_YOUR GOAL_. Copy out nothing but the line containing "pub const fn field(&self)" and the lines that follow it to the end of the entries, exactly as they stand.

===============

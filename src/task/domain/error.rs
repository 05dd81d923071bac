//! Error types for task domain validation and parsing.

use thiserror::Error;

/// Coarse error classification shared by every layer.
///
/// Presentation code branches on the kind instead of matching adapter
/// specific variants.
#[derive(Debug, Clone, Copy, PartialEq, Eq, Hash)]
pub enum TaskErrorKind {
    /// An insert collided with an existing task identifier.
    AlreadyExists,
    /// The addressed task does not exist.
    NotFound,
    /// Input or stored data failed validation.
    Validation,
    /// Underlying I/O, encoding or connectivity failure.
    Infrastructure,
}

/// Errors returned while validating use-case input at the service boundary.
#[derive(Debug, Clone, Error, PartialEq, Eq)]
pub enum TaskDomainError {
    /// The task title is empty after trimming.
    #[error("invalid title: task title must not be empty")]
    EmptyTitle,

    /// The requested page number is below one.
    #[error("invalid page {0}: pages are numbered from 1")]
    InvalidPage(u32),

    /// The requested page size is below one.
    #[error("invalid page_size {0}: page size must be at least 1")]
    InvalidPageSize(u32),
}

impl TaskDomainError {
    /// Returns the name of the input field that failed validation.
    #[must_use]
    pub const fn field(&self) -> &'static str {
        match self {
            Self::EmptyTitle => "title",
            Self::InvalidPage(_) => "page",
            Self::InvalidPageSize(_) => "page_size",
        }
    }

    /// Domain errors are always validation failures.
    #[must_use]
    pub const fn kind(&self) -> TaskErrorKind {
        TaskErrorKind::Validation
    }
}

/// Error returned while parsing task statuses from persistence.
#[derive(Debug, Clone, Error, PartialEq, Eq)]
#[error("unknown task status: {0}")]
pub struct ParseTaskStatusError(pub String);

===============

_RESULT OF THE EXERCISE_.
    pub const fn field(&self) -> &'static str {
        match self {
            Self::EmptyTitle => "title",
            Self::InvalidPage(_) => "page",
            Self::InvalidPageSize(_) => "page_size",
        }
    }

    /// Domain errors are always validation failures.
    #[must_use]
    pub const fn kind(&self) -> TaskErrorKind {
        TaskErrorKind::Validation
    }
}

/// Error returned while parsing task statuses from persistence.
#[derive(Debug, Clone, Error, PartialEq, Eq)]
#[error("unknown task status: {0}")]
pub struct ParseTaskStatusError(pub String);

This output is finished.